Paciente 40 anos, portadora de mutação patogênica de BRCA 1 realizou diagnóstico de câncer de mama tipo não especial triplo negativo T2N0 (nódulo de 3,8 cm no maior eixo) a esquerda. Sobre o caso, assinale a afirmativa incorreta.
- A)Paciente tem indicação de quimioterapia neoadjuvante
Certa, porque tumores triplo negativos maiores que 2 cm geralmente têm indicação de quimioterapia neoadjuvante.
- B)Paciente pode escolher realizar adenomastectomia bilateral com biópsia de linfonodo sentinela a esquerda após tratamento com quimioterapia neoadjuvante mesmo com resposta radiológica completa.
Certa, pois a paciente pode optar por mastectomia/adenomastectomia bilateral após neoadjuvância, com abordagem axilar do lado acometido, mesmo havendo resposta radiológica completa.
- C)É possível realizar a cirurgia conservadora com biópsia de linfonodo sentinela se esse for o desejo da paciente após quimioterapia neoadjuvante, se a relação entre o volume mamário e o volume tumoral residual for favorável.
Certa, porque cirurgia conservadora com biópsia de linfonodo sentinela é possível após neoadjuvância se a resposta e a relação tumor-mama permitirem.
- D)Devemos realizar ressonância mamária previamente ao ínicio do tratamento sistêmico neoadjuvante
Certa, pois a ressonância mamária antes do início do tratamento neoadjuvante ajuda no estadiamento local e no planejamento cirúrgico.
- E)Paciente pode escolher realizar adenomastectomia bilateral com biopsia de linfonodo sentinela bilateral, após tratamento com quimioterapia neoadjuvante, mesmo com resposta radiológica completa.

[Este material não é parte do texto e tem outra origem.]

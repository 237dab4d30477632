//! 页面路由

use mailguard_core::services::View;

use crate::i18n::t;

/// 当前页面
#[derive(Debug, Clone, Copy, PartialEq, Eq, Default)]
pub enum Page {
    /// 公开的邮箱校验页（未登录时的落地页）
    #[default]
    Validator,
    Login,
    /// 需要管理员会话的三个视图
    Dashboard(View),
}

impl Page {
    pub fn title(self) -> &'static str {
        let texts = t();
        match self {
            Page::Validator => texts.nav.validator,
            Page::Login => texts.login.title,
            Page::Dashboard(view) => view_label(view),
        }
    }

    pub fn view(self) -> Option<View> {
        match self {
            Page::Dashboard(view) => Some(view),
            _ => None,
        }
    }

    /// 页面是否以文本输入为主（此时单字符按键作为输入而非快捷键）
    pub fn is_text_entry(self) -> bool {
        matches!(self, Page::Validator | Page::Login)
    }
}

/// 视图在导航栏与标题中的名称
pub fn view_label(view: View) -> &'static str {
    let nav = &t().nav;
    match view {
        View::ValidEmails => nav.valid_emails,
        View::BlacklistedDomains => nav.blacklisted_domains,
        View::BlacklistedEmails => nav.blacklisted_emails,
    }
}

Errada, porque a biópsia de linfonodo sentinela bilateral não é conduta padrão nesse contexto; a avaliação sentinela deve ser direcionada ao lado com câncer, e não feita de rotina no lado contralateral.
Gabarito: E
Em câncer de mama triplo negativo com tumor de 3,8 cm, a ideia central é não sair direto para a mesa de cirurgia como se nada tivesse acontecido. Em geral, há indicação de quimioterapia neoadjuvante, porque isso ajuda a reduzir o tumor, avaliar resposta e orientar melhor o prognóstico. Em paciente jovem e com mutação patogênica de BRCA1, essa estratégia costuma ser ainda mais valorizada. Antes de começar o tratamento sistêmico, a ressonância mamária é muito útil para mapear a extensão da doença, especialmente em tumores agressivos e em pacientes com maior chance de doença multifocal ou multicêntrica. Não é um ritual decorativo da oncologia: ela pode mudar o planejamento cirúrgico depois. Depois da quimioterapia neoadjuvante, a paciente pode sim discutir o tipo de cirurgia com a equipe, inclusive cirurgia conservadora ou mastectomia/adenomastectomia bilateral, dependendo do desejo, da resposta ao tratamento e da relação entre o volume tumoral residual e o volume mamário. O ponto-chave é que a cirurgia deve ser oncologicamente segura e alinhada com a escolha da paciente. O erro da alternativa E está em propor biópsia de linfonodo sentinela bilateral como se isso fosse rotina após adenomastectomia bilateral. O linfonodo sentinela é indicado para estadiar a axila do lado do tumor; do lado contralateral, sem doença suspeita, a avaliação sentinela não é padrão. Em outras palavras: a parte oncológica do lado do câncer faz sentido, mas “espelhar” a biópsia para o outro lado não é conduta habitual.